#### MATERIAL FOR THIS EXERCISE

//! Deterministic in-process providers for tests.
//!
//! None of these call the network. [`HashEmbedder`] maps each lowercase word
//! to a bucket so texts that share words land close together, which is
//! enough to make retrieval order predictable in tests.

use std::sync::Mutex;

use anyhow::{bail, Result};
use async_trait::async_trait;

use crate::embedding::EmbeddingProvider;
use crate::generation::{GenerationOptions, GenerationProvider, ImagePart};

/// Bag-of-words embedder with a fixed number of buckets.
pub struct HashEmbedder {
    model: String,
    dims: usize,
}

impl HashEmbedder {
    pub fn new(dims: usize) -> Self {
        Self {
            model: format!("hash-{}", dims),
            dims,
        }
    }

    pub fn with_model(model: &str, dims: usize) -> Self {
        Self {
            model: model.to_string(),
            dims,
        }
    }

    fn embed_one(&self, text: &str) -> Vec<f32> {
        let mut v = vec![0.0f32; self.dims];
        if self.dims == 0 {
            return v;
        }
        for word in text
            .split(|c: char| !c.is_alphanumeric())
            .filter(|w| !w.is_empty())
        {
            let word = word.to_lowercase();
            // FNV-1a
            let mut h: u64 = 0xcbf29ce484222325;
            for b in word.bytes() {
                h ^= b as u64;
                h = h.wrapping_mul(0x100000001b3);
            }
            v[(h % self.dims as u64) as usize] += 1.0;
        }
        v
    }
}

#[async_trait]
impl EmbeddingProvider for HashEmbedder {
    fn model_name(&self) -> &str {
        &self.model
    }
    fn dims(&self) -> usize {
        self.dims
    }
    async fn embed_texts(&self, texts: &[String]) -> Result<Vec<Vec<f32>>> {
        Ok(texts.iter().map(|t| self.embed_one(t)).collect())
    }
}

/// Embedder that always fails, as an unreachable endpoint would.
pub struct FailingEmbedder;

#[async_trait]
impl EmbeddingProvider for FailingEmbedder {
    fn model_name(&self) -> &str {
        "failing"
    }
    fn dims(&self) -> usize {
        8
    }
    async fn embed_texts(&self, _texts: &[String]) -> Result<Vec<Vec<f32>>> {
        bail!("connection refused")
    }
}

/// Embedder that claims one dimension and returns another.
pub struct WrongDimsEmbedder;

#[async_trait]
impl EmbeddingProvider for WrongDimsEmbedder {
    fn model_name(&self) -> &str {
        "wrong-dims"
    }
    fn dims(&self) -> usize {
        8
    }
    async fn embed_texts(&self, texts: &[String]) -> Result<Vec<Vec<f32>>> {
        Ok(texts.iter().map(|_| vec![1.0; 3]).collect())
    }
}

/// Generator that returns a fixed reply and records every prompt it saw.
///
/// Accepts images; the media types sent with each prompt are recorded too
/// (an empty list for text-only calls).
pub struct FixedGenerator {
    reply: String,
    prompts: Mutex<Vec<String>>,
    images: Mutex<Vec<Vec<String>>>,
}

impl FixedGenerator {
    pub fn new(reply: &str) -> Self {
        Self {
            reply: reply.to_string(),
            prompts: Mutex::new(Vec::new()),
            images: Mutex::new(Vec::new()),
        }
    }

    pub fn prompts(&self) -> Vec<String> {
        self.prompts.lock().map(|p| p.clone()).unwrap_or_default()
    }

    /// Media types of the images sent with each prompt, in call order.
    pub fn image_types(&self) -> Vec<Vec<String>> {
        self.images.lock().map(|i| i.clone()).unwrap_or_default()
    }

    fn record(&self, prompt: &str, images: &[ImagePart]) {
        if let Ok(mut p) = self.prompts.lock() {
            p.push(prompt.to_string());
        }
        if let Ok(mut i) = self.images.lock() {
            i.push(images.iter().map(|img| img.media_type.clone()).collect());
        }
    }
}

#[async_trait]
impl GenerationProvider for FixedGenerator {
    fn model_name(&self) -> &str {
        "fixed"
    }
    async fn generate(&self, prompt: &str, _options: &GenerationOptions) -> Result<String> {
        self.record(prompt, &[]);
        Ok(self.reply.clone())
    }
    async fn generate_with_images(
        &self,
        prompt: &str,
        images: &[ImagePart],
        _options: &GenerationOptions,
    ) -> Result<String> {
        self.record(prompt, images);
        Ok(self.reply.clone())
    }
}

/// Generator that answers from the prompt's context section.
///
/// If the text between `context_marker` and `question_marker` mentions
/// `term` (case-insensitive), replies with `answer`; otherwise with
/// `fallback`.
pub struct ContextualGenerator {
    pub term: String,
    pub answer: String,
    pub fallback: String,
    pub context_marker: String,
    pub question_marker: String,
}

#[async_trait]
impl GenerationProvider for ContextualGenerator {
    fn model_name(&self) -> &str {
        "contextual"
    }
    async fn generate(&self, prompt: &str, _options: &GenerationOptions) -> Result<String> {
        let start = prompt
            .find(&self.context_marker)
            .map(|i| i + self.context_marker.len())
            .unwrap_or(0);
        let end = prompt[start..]
            .find(&self.question_marker)
            .map(|i| start + i)
            .unwrap_or(prompt.len());
        let context = prompt[start..end].to_lowercase();
        if context.contains(&self.term.to_lowercase()) {
            Ok(self.answer.clone())
        } else {
            Ok(self.fallback.clone())
        }
    }
}

/// Generator that always fails, as a quota or network error would.
pub struct FailingGenerator;

#[async_trait]
impl GenerationProvider for FailingGenerator {
    fn model_name(&self) -> &str {
        "failing"
    }
    async fn generate(&self, _prompt: &str, _options: &GenerationOptions) -> Result<String> {
        bail!("quota exceeded")
    }
}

########

**YOUR ASSIGNMENT:** Please work out how many lines in the records hold the string "collect", and give only the number.

**ANSWER FOR THE TASK:** 3